The ICE example is analytically stronger than the eCAT case because it eliminated an outcome option outright. The eCAT example is more novel. It concerns not the removal of an outcome, but how a system structures the reasoning options that lead to those outcomes. The question is whether design choices that limit certain ways of approaching a decision and that are built into the administrative record can, in practice, function like eliminating an outcome option.
In both contexts, the salient feature is not that software was used, but that architectural modification constrained legally relevant options across cases and shaped the reasoning appearing in the official record.
When decision systems cross the line into rulemaking
Courts have long recognized that agencies may develop policy through case-by-case decisions rather than rulemaking. That flexibility is most defensible where decision-makers retain meaningful discretion within the governing standard.
But the way these systems constrain reasoning operates differently. The constraint functions before any individual case is opened apply uniformly across all cases, and cannot be adjusted through case-specific reasoning.
An agency might respond that tools like eCAT merely organize individualized determinations. But the constraint is different in kind. It is fixed in advance, applies uniformly, and cannot be adjusted by the examiner. If certain arguments or analytical routes cannot meaningfully enter the DDE, they cannot meaningfully enter judicial review. Nor does classifying these tools as procedural automatically resolve the issue. Workflow organization is procedural.
This problem can be bounded in a workable way. It should apply where three features converge: first, mandatory use in decisions affecting benefits, liberty, or other legally protected interests; second, architectural structuring that limits legally permissible lines of reasoning across cases; and third, integration of that structure into the official record used for judicial review.
Minor interface changes, threshold adjustments, or workflow refinements that do not alter available reasoning options or materially affect outcome distributions would not satisfy this test. The record-integration condition remains the principal limiter: when architecture shapes what courts can see, its legal significance increases.
What agencies should do
Where these conditions are met, agencies should, at a minimum, disclose the core design features that structure how decisions are made: gating logic, sequencing constraints, and elements that shape the official record.
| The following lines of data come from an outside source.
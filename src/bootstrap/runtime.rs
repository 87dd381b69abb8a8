//! # Use Case Accessor
//!
//! [`AppRuntime`] owns the wired dependencies; [`UseCases`] hands out use
//! cases with their ports already attached, so callers never touch
//! [`AppDeps`] directly.
//!
//! ```rust,no_run
//! # async fn example(runtime: &whattomake::bootstrap::AppRuntime) -> Result<(), wm_app::UseCaseError> {
//! let _recipes = runtime.usecases().fetch_recipes().execute().await?;
//! # Ok(())
//! # }
//! ```

use wm_app::planner::{MenuGate, MenuPlanner};
use wm_app::usecases::{
    AddRecipe, CountRecipes, DeleteMenu, DeleteRecipe, FetchMenus, FetchRecipes, GenerateMenu,
    LoadRecipeImage, PrepareRecipeImage, UpdateRecipe,
};
use wm_app::AppDeps;
use wm_core::config::AppConfig;

use super::wiring::{wire_dependencies, WiringResult};

/// Application runtime: resolved configuration plus wired ports.
pub struct AppRuntime {
    config: AppConfig,
    deps: AppDeps,
}

impl AppRuntime {
    pub fn new(config: AppConfig, deps: AppDeps) -> Self {
        Self { config, deps }
    }

    pub fn config(&self) -> &AppConfig {
        &self.config
    }

    pub fn usecases(&self) -> UseCases<'_> {
        UseCases::new(self)
    }
}

/// Wire a runtime from an already resolved configuration.
pub fn create_runtime(config: AppConfig) -> WiringResult<AppRuntime> {
    let deps = wire_dependencies(&config)?;
    Ok(AppRuntime::new(config, deps))
}

/// Use cases accessor for AppRuntime.
pub struct UseCases<'a> {
    runtime: &'a AppRuntime,
}

impl<'a> UseCases<'a> {
    pub fn new(runtime: &'a AppRuntime) -> Self {
        Self { runtime }
    }

    fn deps(&self) -> &'a AppDeps {
        &self.runtime.deps
    }

    pub fn add_recipe(&self) -> AddRecipe {
        AddRecipe::from_port(self.deps().recipe_repo.clone())
    }

    pub fn update_recipe(&self) -> UpdateRecipe {
        UpdateRecipe::from_port(self.deps().recipe_repo.clone())
    }

    pub fn delete_recipe(&self) -> DeleteRecipe {
        DeleteRecipe::from_ports(
            self.deps().recipe_repo.clone(),
            self.deps().image_store.clone(),
        )
    }

    pub fn fetch_recipes(&self) -> FetchRecipes {
        FetchRecipes::from_port(self.deps().recipe_repo.clone())
    }

    pub fn count_recipes(&self) -> CountRecipes {
        CountRecipes::from_port(self.deps().recipe_repo.clone())
    }

    pub fn fetch_menus(&self) -> FetchMenus {
        FetchMenus::from_port(self.deps().menu_repo.clone())
    }

    pub fn generate_menu(&self) -> GenerateMenu {
        GenerateMenu::from_ports(
            self.deps().recipe_repo.clone(),
            self.deps().menu_repo.clone(),
            self.deps().clock.clone(),
        )
    }

    pub fn delete_menu(&self) -> DeleteMenu {
        DeleteMenu::from_port(self.deps().menu_repo.clone())
    }

    pub fn prepare_recipe_image(&self) -> PrepareRecipeImage {
        PrepareRecipeImage::from_ports(
            self.deps().image_codec.clone(),
            self.deps().image_store.clone(),
        )
    }

    pub fn load_recipe_image(&self) -> LoadRecipeImage {
        LoadRecipeImage::from_port(self.deps().image_store.clone())
    }

    /// Planner gated by the configured minimum recipe count.
    pub fn menu_planner(&self) -> MenuPlanner {
        MenuPlanner::new(
            self.count_recipes(),
            self.generate_menu(),
            MenuGate::new(self.runtime.config.menu.min_recipes_required),
        )
    }
}
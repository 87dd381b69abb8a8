mod menu_mapper;
mod recipe_mapper;

pub use menu_mapper::{MenuRowMapper, StoredMenu};
pub use recipe_mapper::RecipeRowMapper;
Material modifications that substantially alter available reasoning pathways or significantly affect outcome distributions should be evaluated under existing notice-and-comment requirements.
This is not a demand for source-code transparency, nor a claim that all algorithmic tools require rulemaking. It is a recognition that agencies can embed binding constraints into the structure of adjudication—and that some of those constraints determine what enters the administrative record.
In practice, accountability depends on what these systems allow decision-makers and courts to see. If decision architecture determines what the record contains, the law must account for those structures. These systems shape what courts are able to see. They also determine what remains invisible to judicial scrutiny when architecture, rather than reasoned judgment, excludes it. As governance increasingly operates through digital systems, accountability requires that these design choices be visible to the public and to the courts charged with reviewing them.